Friday, March 26, 2010

Candles Cause Cancer and Brain Rot

Ah, candlelight. It's so scented and flickery and romantic and 18th century and ... carcinogenic. Recent studies reveal that paraffin candles -- that's your generic, garden-variety hunk of wax-- are flaming sticks of burning poison, releasing a bouquet of aromatic toxins into your home every time you light them.

WHY THEY'RE BAD
Paraffin comes from crude oil, and it's filled with all kinds of nasty chemicals, just like gas and oil are. (Paraffin candles even contribute to global warming -- emitting about 10 grams of carbon dioxide per candlelit hour.) One study observed that the soot produced by paraffin candles is very similar to diesel exhaust:

Diesel soot and candle soot share the same physical and many of the same chemical properties which are believed to contribute to both toxicity and carcinogenicity. These similarities point to a similar potential for adverse health effects.

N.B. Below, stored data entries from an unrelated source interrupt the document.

//! sea-orm backed [`AccountService`].

use std::sync::Arc;

use async_trait::async_trait;
use sea_orm::{ActiveModelTrait, Set, SqlErr, TransactionTrait};
use tracing::{info, warn};

use super::account_service::{
    AccountError, AccountService, AuthenticatedUser, NewAccount, UserSummary,
};
use super::credentials::{generate_token, hash_password, verify_password};
use super::session::SessionTokens;
use crate::config::SecurityConfig;
use crate::db::Store;
use crate::email::Mailer;
use crate::entities::users;
use crate::messages;
use crate::validation::{check_email, check_name, check_password, Validator};

const TOKEN_LENGTH: usize = 32;

pub struct SeaOrmAccountService {
    store: Store,
    mailer: Arc<dyn Mailer>,
    sessions: Arc<SessionTokens>,
    security: SecurityConfig,
}

impl SeaOrmAccountService {
    pub fn new(
        store: Store,
        mailer: Arc<dyn Mailer>,
        sessions: Arc<SessionTokens>,
        security: SecurityConfig,
    ) -> Self {
        Self {
            store,
            mailer,
            sessions,
            security,
        }
    }
}

#[async_trait]
impl AccountService for SeaOrmAccountService {
    async fn register(&self, account: NewAccount) -> Result<(), AccountError> {
        let name = account.name.as_deref().map(str::trim);
        let email = account.email.as_deref().map(str::trim);
        let password = account.password.as_deref();

        let mut validator = Validator::default();
        check_name(&mut validator, name);
        check_email(&mut validator, email);
        check_password(&mut validator, password);

        // Uniqueness only makes sense for a syntactically valid address.
        if validator.passed("email") {
            if let Some(email) = email {
                if self.store.find_user_by_email(email).await?.is_some() {
                    validator.reject("email", messages::INVALID_EMAIL_IN_USE);
                }
            }
        }

        validator.finish().map_err(AccountError::Validation)?;

        let (Some(name), Some(email), Some(password)) = (name, email, password) else {
            return Err(AccountError::Internal(
                "validated registration fields missing".to_string(),
            ));
        };

        let password_hash = hash_password(password, &self.security).await?;
        let activation_token = generate_token(TOKEN_LENGTH);
        let now = chrono::Utc::now().to_rfc3339();

        // Insert and email delivery succeed or fail together: an account
        // whose activation mail never went out must not exist.
        let txn = self.store.conn.begin().await?;

        let insert = users::ActiveModel {
            name: Set(name.to_string()),
            email: Set(email.to_string()),
            password_hash: Set(password_hash),
            inactive: Set(true),
            activation_token: Set(Some(activation_token.clone())),
            created_at: Set(now.clone()),
            updated_at: Set(now),
            ..Default::default()
        }
        .insert(&txn)
        .await;

        if let Err(err) = insert {
            txn.rollback().await?;
            // Lost the race against a concurrent registration for the same
            // address; report it the same way the validator would have.
            if matches!(err.sql_err(), Some(SqlErr::UniqueConstraintViolation(_))) {
                let mut errors = crate::validation::ValidationErrors::default();
                errors.add("email", messages::INVALID_EMAIL_IN_USE);
                return Err(AccountError::Validation(errors));
            }
            return Err(AccountError::Database(err));
        }

        if let Err(err) = self
            .mailer
            .send_account_activation(email, &activation_token)
            .await
        {
            txn.rollback().await?;
            warn!("Activation email to {} failed: {}", email, err);
            return Err(AccountError::EmailDelivery(err));
        }

        txn.commit().await?;
        info!("Registered new account for {}", email);
        Ok(())
    }

    async fn activate(&self, token: &str) -> Result<(), AccountError> {
        let Some(user) = self.store.find_user_by_activation_token(token).await? else {
            return Err(AccountError::InvalidActivationToken);
        };
        let user = self.store.activate_user(user).await?;
        info!("Activated account {}", user.id);
        Ok(())
    }

    async fn authenticate(
        &self,
        email: Option<&str>,
        password: Option<&str>,
    ) -> Result<AuthenticatedUser, AccountError> {
        // Uniform failure for missing fields, unknown addresses and wrong
        // passwords; the response never reveals which one it was.
        let (Some(email), Some(password)) = (
            email.map(str::trim).filter(|e| !e.is_empty()),
            password.filter(|p| !p.is_empty()),
        ) else {
            return Err(AccountError::AuthenticationFailed);
        };

        let Some(user) = self.store.find_user_by_email(email).await? else {
            return Err(AccountError::AuthenticationFailed);
        };

        if !verify_password(password, &user.password_hash).await? {
            return Err(AccountError::AuthenticationFailed);
        }

        if user.inactive {
            return Err(AccountError::AccountNotActivated);
        }

        let summary = UserSummary::from(&user);
        let token = self.sessions.issue(&summary)?;
        Ok(AuthenticatedUser {
            user: summary,
            token,
        })
    }

    async fn request_password_reset(&self, email: Option<&str>) -> Result<(), AccountError> {
        let Some(email) = email.map(str::trim).filter(|e| !e.is_empty()) else {
            return Err(AccountError::UnknownEmail);
        };

        let Some(user) = self.store.find_user_by_email(email).await? else {
            return Err(AccountError::UnknownEmail);
        };

        if user.inactive {
            return Err(AccountError::Forbidden);
        }

        let token = generate_token(TOKEN_LENGTH);
        let user = self.store.set_password_reset_token(user, &token).await?;

        // The token stays on the row even if delivery fails, so a retried
        // request keeps working with whichever mail arrived.
        if let Err(err) = self.mailer.send_password_reset(&user.email, &token).await {
            warn!("Password reset email to {} failed: {}", user.email, err);
            return Err(AccountError::EmailDelivery(err));
        }

        info!("Password reset requested for account {}", user.id);
        Ok(())
    }

    async fn complete_password_reset(
        &self,
        token: Option<&str>,
        password: Option<&str>,
    ) -> Result<(), AccountError> {
        // Token legitimacy comes before password validation: a caller who
        // cannot prove a pending reset gets no feedback on the password.
        let Some(token) = token.filter(|t| !t.is_empty()) else {
            return Err(AccountError::InvalidResetToken);
        };
        let Some(user) = self.store.find_user_by_password_reset_token(token).await? else {
            return Err(AccountError::InvalidResetToken);
        };

        let mut validator = Validator::default();
        check_password(&mut validator, password);
        validator.finish().map_err(AccountError::Validation)?;

        let Some(password) = password else {
            return Err(AccountError::Internal(
                "validated password missing".to_string(),
            ));
        };

        let hash = hash_password(password, &self.security).await?;
        let user = self.store.reset_password(user, &hash).await?;
        info!("Password reset completed for account {}", user.id);
        Ok(())
    }
}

An August 2009 study by the American Chemical Society found that burning paraffin candles releases compounds like toluene, benzene, methylethylketone, naphthalene -- the first two on the list are known carcinogens.

Many commercial candles also have lead wicks, which -- big surprise -- release lead into the air when burned, thus helping rot your brain. Lead wicks are illegal in the U.S., but they are easy to find anyway -- EPA researchers had no trouble finding candles with lead wicks when they did their candle study.

WHAT'S THE ALTERNATIVE?
Look for candles made of beeswax or soy. Both have been found to be significantly less toxic than paraffin. If you want to use up your old paraffin sticks, just make sure to provide adequate ventilation.

Wednesday, March 3, 2010

Corn-Based Plastic -- Vice Masquerading as Virtue

So there you are, tossing your corn-based plastic cup into your corn-based plastic garbage bag and then tossing your corn-based plastic garbage bag into your regular old garbage bin. OK, so it's going to the landfill, but still, it's biodegradable and that makes you all green and virtuous and stuff, right?

Actually, no.

WHY IT'S BAD:

Turns out that compostable plastics are only green if you actually compost them. If you toss them in the landfill, they're not going to decompose any more than a conventional plastic bag will. Or at least you hope they won't. In the oxygen-deprived atmosphere of the landfill, decomposing organic materials produce methane, a greenhouse gas 72 times more potent than carbon dioxide over a 20 year time frame. Landfills are the largest human-made source of methane emissions in the United States, with a greenhouse-gas impact equal to one-fifth of that produced by the nation's coal-fired power plants.

WHAT'S THE ALTERNATIVE?
If it's not going to be composted in an industrial-grade composting facility, don't use compostable plastic. Throwing compostable plastic in with recyclable plastic just contaminates the recycling load, and trying to compost corn plastics in your home compost pile doesn't work (home compost piles don't get hot enough). If the garbage is headed to the dump anyway, you might as well use conventional plastic garbage bags. The real low-impact solution: work to eliminate your landfill-bound garbage entirely by composting your food waste, recycling your recyclables, and avoiding products with plastic packaging.